Pygame is a python wrapper for SDL, written by Pete Shinners. What this means is that, using pygame, you can write games or other multimedia applications in Python that will run unaltered on any of SDL’s supported platforms (Windows, Unix, Mac, beOS and others).
Pygame may be easy to learn, but the world of graphics programming can be pretty confusing to the newcomer. I wrote this to try to distill the practical knowledge I’ve gained over the past year or so of working with pygame, and it’s predecessor, pySDL. I’ve tried to rank these suggestions in order of importance, but how relevent any particular hint is will depend on your own background and the details of your project.

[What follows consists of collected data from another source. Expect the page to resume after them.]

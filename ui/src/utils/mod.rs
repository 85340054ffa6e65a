pub mod csv;
pub mod download;
pub mod money;
pub mod time;

/// Check if we're running in development mode
pub fn is_dev_mode() -> bool {
    cfg!(debug_assertions)
}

Get comfortable working in Python.
The most important thing is to feel confident using python. Learning something as potentially complicated as graphics programming will be a real chore if you’re also unfamiliar with the language you’re using. Write a few sizable non-graphical programs in python – parse some text files, write a guessing game or a journal-entry program or something. Get comfortable with string and list manipulation – know how to split, slice and combine strings and lists. Know how import works – try writing a program that is spread across several source files. Write your own functions, and practice manipulating numbers and characters; know how to convert between the two. Get to the point where the syntax for using lists and dictionaries is second-nature – you don’t want to have to run to the documentation every time you need to slice a list or sort a set of keys. Resist the temptation to run to a mailing list, comp.lang.python, or irc when you run into trouble. Instead, fire up the interpreter and play with the problem for a few hours. Print out the Python 2.0 Quick Reference and keep it by your computer.
This may sound incredibly dull, but the confidence you’ll gain through your familiarity with python will work wonders when it comes time to write your game. The time you spend making python code second-nature will be nothing compared to the time you’ll save when you’re writing real code.

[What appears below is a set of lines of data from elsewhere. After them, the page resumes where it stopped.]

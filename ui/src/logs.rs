//! Logging to the javascript console.

use tracing_subscriber::{EnvFilter, prelude::*};
use tracing_web::MakeWebConsoleWriter;

/// Initialize logging
pub fn init_logging() {
    let env_filter = EnvFilter::new("error,ui=debug");

    let fmt_layer = tracing_subscriber::fmt::layer()
        .with_line_number(true)
        .with_ansi(false) // Only partially supported across browsers
        .without_time() // std::time is not available in browsers
        .with_writer(MakeWebConsoleWriter::new().with_pretty_level())
        .with_level(false);

    tracing_subscriber::registry()
        .with(env_filter)
        .with(fmt_layer)
        .init();

    tracing::info!("Initialized logs");
}
use derive_more::Display;
use jiff::civil::DateTime;
use rust_decimal::Decimal;
use serde::{Deserialize, Serialize};

pub mod api_client;
pub mod pricing;
pub mod requests;
pub mod responses;
pub mod time;

pub use api_client::{APIClient, ClientError};

#[derive(
    Debug,
    Clone,
    Copy,
    PartialEq,
    Eq,
    Hash,
    PartialOrd,
    Ord,
    Serialize,
    Deserialize,
    Display,
)]
#[serde(transparent)]
pub struct BookingId(pub i64);

#[derive(
    Debug,
    Clone,
    Copy,
    PartialEq,
    Eq,
    Hash,
    PartialOrd,
    Ord,
    Serialize,
    Deserialize,
    Display,
)]
#[serde(transparent)]
pub struct SupplierId(pub i64);

#[derive(
    Debug,
    Clone,
    Copy,
    PartialEq,
    Eq,
    Hash,
    PartialOrd,
    Ord,
    Serialize,
    Deserialize,
    Display,
)]
#[serde(transparent)]
pub struct ProductId(pub i64);

/// Lifecycle state of a booking as reported by the backend.
#[derive(
    Debug, Clone, Copy, PartialEq, Eq, Hash, Serialize, Deserialize, Display,
)]
#[serde(rename_all = "snake_case")]
pub enum BookingStatus {
    #[display("Confirmed")]
    Confirmed,
    /// Saved without completed payment, pending confirmation.
    #[display("Incomplete")]
    Incomplete,
    #[display("Completed")]
    Completed,
    #[display("Cancelled")]
    Cancelled,
}

impl BookingStatus {
    pub const ALL: [BookingStatus; 4] = [
        BookingStatus::Confirmed,
        BookingStatus::Incomplete,
        BookingStatus::Completed,
        BookingStatus::Cancelled,
    ];
}

/// Where the booking originated.
#[derive(
    Debug, Clone, Copy, PartialEq, Eq, Hash, Serialize, Deserialize, Display,
)]
#[serde(rename_all = "snake_case")]
pub enum BookingSource {
    #[display("Website")]
    Website,
    #[display("Phone")]
    Phone,
    #[display("Affiliate")]
    Affiliate,
}

#[derive(
    Debug, Clone, Copy, PartialEq, Eq, Hash, Serialize, Deserialize, Display,
)]
#[serde(rename_all = "snake_case")]
pub enum ServiceType {
    #[display("Park & Ride")]
    ParkAndRide,
    #[display("Meet & Greet")]
    MeetAndGreet,
}

/// Components of a booking's price.
///
/// The total is never stored, here or anywhere else client-side; it is
/// recomputed from these components on every render so the displayed figure
/// cannot drift from its inputs. The backend remains the authority on what
/// is actually charged.
#[derive(Debug, Clone, PartialEq, Eq, Default, Serialize, Deserialize)]
pub struct PriceQuote {
    #[serde(default)]
    pub quote_amount: Decimal,
    #[serde(default)]
    pub booking_fee: Decimal,
    #[serde(default)]
    pub has_cancellation_cover: bool,
    #[serde(default)]
    pub cancellation_fee: Decimal,
    #[serde(default)]
    pub discount: Decimal,
}

impl PriceQuote {
    /// Preview of the amount payable. Display-only.
    pub fn total_payable(&self) -> Decimal {
        pricing::total_payable(
            self.quote_amount,
            self.booking_fee,
            self.has_cancellation_cover,
            self.cancellation_fee,
            self.discount,
        )
    }
}

/// A reservation of a parking product for a date range, tied to a customer
/// and vehicle.
#[derive(Debug, Clone, PartialEq, Serialize, Deserialize)]
pub struct Booking {
    pub id: BookingId,
    /// Customer-facing reference, assigned by the backend.
    pub reference: String,
    pub source: BookingSource,
    pub status: BookingStatus,
    pub customer_name: String,
    pub customer_phone: String,
    pub customer_email: String,
    pub product_id: ProductId,
    pub product_name: String,
    pub airport: String,
    pub vehicle_make: String,
    pub vehicle_model: String,
    pub vehicle_color: String,
    pub vehicle_registration: String,
    #[serde(with = "time::sql_datetime")]
    pub booked_at: DateTime,
    #[serde(with = "time::sql_datetime")]
    pub dropoff_at: DateTime,
    #[serde(with = "time::sql_datetime")]
    pub return_at: DateTime,
    #[serde(flatten)]
    pub quote: PriceQuote,
}

/// A parking operator selling products at an airport.
#[derive(Debug, Clone, PartialEq, Eq, Serialize, Deserialize)]
pub struct Supplier {
    pub id: SupplierId,
    pub name: String,
    pub airport: String,
    pub contact_name: String,
    pub phone: String,
    pub email: String,
    pub active: bool,
}

/// A sellable parking/meet-and-greet offering at an airport.
#[derive(Debug, Clone, PartialEq, Eq, Serialize, Deserialize)]
pub struct Product {
    pub id: ProductId,
    pub supplier_id: SupplierId,
    pub name: String,
    pub airport: String,
    pub service_type: ServiceType,
    /// Per-day rate used by the backend when quoting a date range.
    pub daily_rate: Decimal,
    /// Operational hours, e.g. "04:00" - "23:30".
    pub opens_at: String,
    pub closes_at: String,
    pub active: bool,
}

Recognize which parts of pygame you really need.
Looking at the jumble of classes at the top of the pygame Documentation index may be confusing. The important thing is to realize that you can do a great deal with only a tiny subset of functions. Many classes you’ll probably never use – in a year, I haven’t touched the Channel, Joystick, cursors, Userrect, surfarray or version functions.
Know what a surface is.
The most important part of pygame is the surface. Just think of a surface as a blank piece of paper. You can do a lot of things with a surface – you can draw lines on it, fill parts of it with color, copy images to and from it, and set or read individual pixel colors on it. A surface can be any size (within reason) and you can have as many of them as you like (again, within reason). One surface is special – the one you create with pygame.display.set_mode(). This ‘display surface’ represents the screen; whatever you do to it will appear on the user’s screen. You can only have one of these – that’s an SDL limitation, not a pygame one.

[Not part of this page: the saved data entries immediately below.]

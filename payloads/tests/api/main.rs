mod actions;
mod bookings;
mod catalog;
mod extend;
mod login;

use test_helpers::spawn_app;

#[tokio::test]
async fn health_check() -> anyhow::Result<()> {
    let app = spawn_app().await;

    app.client.health_check().await?;

    Ok(())
}
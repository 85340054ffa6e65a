//! Display formatting only. Machine formats (what the backend and form
//! inputs exchange) live in `payloads::time`.

use jiff::civil::DateTime;

const DISPLAY_DATE_FORMAT: &str = "%d %b, %Y";
const DISPLAY_DATETIME_FORMAT: &str = "%d %b, %Y %H:%M";

/// e.g. "19 Jan, 2026"
pub fn display_date(datetime: DateTime) -> String {
    datetime.strftime(DISPLAY_DATE_FORMAT).to_string()
}

/// e.g. "19 Jan, 2026 14:30"
pub fn display_datetime(datetime: DateTime) -> String {
    datetime.strftime(DISPLAY_DATETIME_FORMAT).to_string()
}

#[cfg(test)]
mod tests {
    use super::*;
    use payloads::time::parse_sql_datetime;

    #[test]
    fn display_formats() {
        let dt = parse_sql_datetime("2026-01-19 14:30:00").unwrap();
        assert_eq!(display_date(dt), "19 Jan, 2026");
        assert_eq!(display_datetime(dt), "19 Jan, 2026 14:30");
    }
}
use yew::prelude::*;

use crate::components::Modal;

/// Yes/no prompt used before destructive booking actions (cancel,
/// delete). The action button is disabled while the request is in
/// flight so it cannot be fired twice.
#[derive(Properties, PartialEq)]
pub struct ConfirmationModalProps {
    pub title: AttrValue,
    pub message: AttrValue,
    pub confirm_text: AttrValue,
    pub on_confirm: Callback<()>,
    pub on_close: Callback<()>,
    #[prop_or_default]
    pub is_loading: bool,
}

#[function_component]
pub fn ConfirmationModal(props: &ConfirmationModalProps) -> Html {
    let on_confirm_click = {
        let on_confirm = props.on_confirm.clone();
        Callback::from(move |_: MouseEvent| on_confirm.emit(()))
    };

    let on_cancel_click = {
        let on_close = props.on_close.clone();
        Callback::from(move |_: MouseEvent| on_close.emit(()))
    };

    html! {
        <Modal on_close={props.on_close.clone()}>
            <h3 class="text-lg font-semibold text-neutral-900 \
                       dark:text-neutral-100 mb-4">
                {&props.title}
            </h3>

            <p class="text-sm text-neutral-600 dark:text-neutral-400">
                {&props.message}
            </p>

            <div class="flex justify-end gap-3 mt-6">
                <button
                    onclick={on_cancel_click}
                    disabled={props.is_loading}
                    class="px-4 py-2 text-sm font-medium \
                           text-neutral-700 dark:text-neutral-300 \
                           bg-white dark:bg-neutral-700 border \
                           border-neutral-300 dark:border-neutral-600 \
                           rounded-md hover:bg-neutral-50 \
                           disabled:opacity-50 disabled:cursor-not-allowed"
                >
                    {"Cancel"}
                </button>
                <button
                    onclick={on_confirm_click}
                    disabled={props.is_loading}
                    class="px-4 py-2 text-sm font-medium text-white \
                           bg-red-600 hover:bg-red-700 rounded-md \
                           disabled:opacity-50 disabled:cursor-not-allowed"
                >
                    {if props.is_loading {
                        "Processing..."
                    } else {
                        props.confirm_text.as_str()
                    }}
                </button>
            </div>
        </Modal>
    }
}
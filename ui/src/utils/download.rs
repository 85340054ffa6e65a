use wasm_bindgen::JsCast;
use web_sys::{Blob, BlobPropertyBag, HtmlAnchorElement, Url};

/// Offer `contents` to the user as a file download via a temporary
/// object URL and a synthetic anchor click.
pub fn download_text_file(
    filename: &str,
    mime_type: &str,
    contents: &str,
) -> Option<()> {
    let window = web_sys::window()?;
    let document = window.document()?;

    let options = BlobPropertyBag::new();
    options.set_type(mime_type);
    let parts = js_sys::Array::of1(&contents.into());
    let blob =
        Blob::new_with_str_sequence_and_options(&parts, &options).ok()?;
    let url = Url::create_object_url_with_blob(&blob).ok()?;

    let anchor: HtmlAnchorElement =
        document.create_element("a").ok()?.dyn_into().ok()?;
    anchor.set_href(&url);
    anchor.set_download(filename);
    anchor.click();

    let _ = Url::revoke_object_url(&url);
    Some(())
}

pub fn download_csv(filename: &str, contents: &str) -> Option<()> {
    download_text_file(filename, "text/csv;charset=utf-8", contents)
}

So how do you create surfaces? As mentioned above, you create the special ‘display surface’ with pygame.display.set_mode(). You can create a surface that contains an image by using image.load(), or you can make a surface that contains text with font.render(). You can even create a surface that contains nothing at all with Surface().
Most of the surface functions are not critical. Just learn blit(), fill(), set_at() and get_at(), and you’ll be fine.
Use surface.convert().
When I first read the documentation for surface.convert(), I didn’t think it was something I had to worry about. ‘I only use pngs, therefore everything I do will be in the same format. So I don’t need convert()‘;. It turns out I was very, very wrong.
The ‘format’ that convert() refers to isn’t the file format (ie png, jpeg, gif), it’s what’s called the ‘pixel format’. This refers to the particular way that a surface records individual colors in a specific pixel. If the surface format isn’t the same as the display format, SDL will have to convert it on-the-fly for every blit – a fairly time-consuming process. Don’t worry too much about the explanation; just note that convert() is necessary if you want to get any kind of speed out of your blits.
How do you use convert? Just call it after creating a surface with the image.load() function. Instead of just doing:
surface = pygame.image.load('foo.png')
Do:
surface = pygame.image.load('foo.png').convert()
It’s that easy. You just need to call it once per surface, when you load an image off the disk. You’ll bepleased with the results; I see about a 6x increase in blitting speed by calling convert().
The only times you don’t want to use convert() is when you really need to have absolute control over an image’s internal format – say you were writing an image conversion program or something, and you needed to ensure that the output file had the same pixel format as the input file. If you’re writing a game, you need speed. Use convert().
Dirty rect animation.
The most common cause of inadequate frame rates in pygame programs results from misunderstanding the pygame.display.update() function. With pygame, merely drawing something to the display surface doesn’t cause it to appear on the screen – you need to call pygame.display.update(). There are three ways of calling this function:
pygame.display.update() – This updates the whole window (or the whole screen for fullscreen displays).
pygame.display.flip() – This does the same thing, and will also do the right thing if you’re using
doublebuffered hardware acceleration, which you’re not, so on to...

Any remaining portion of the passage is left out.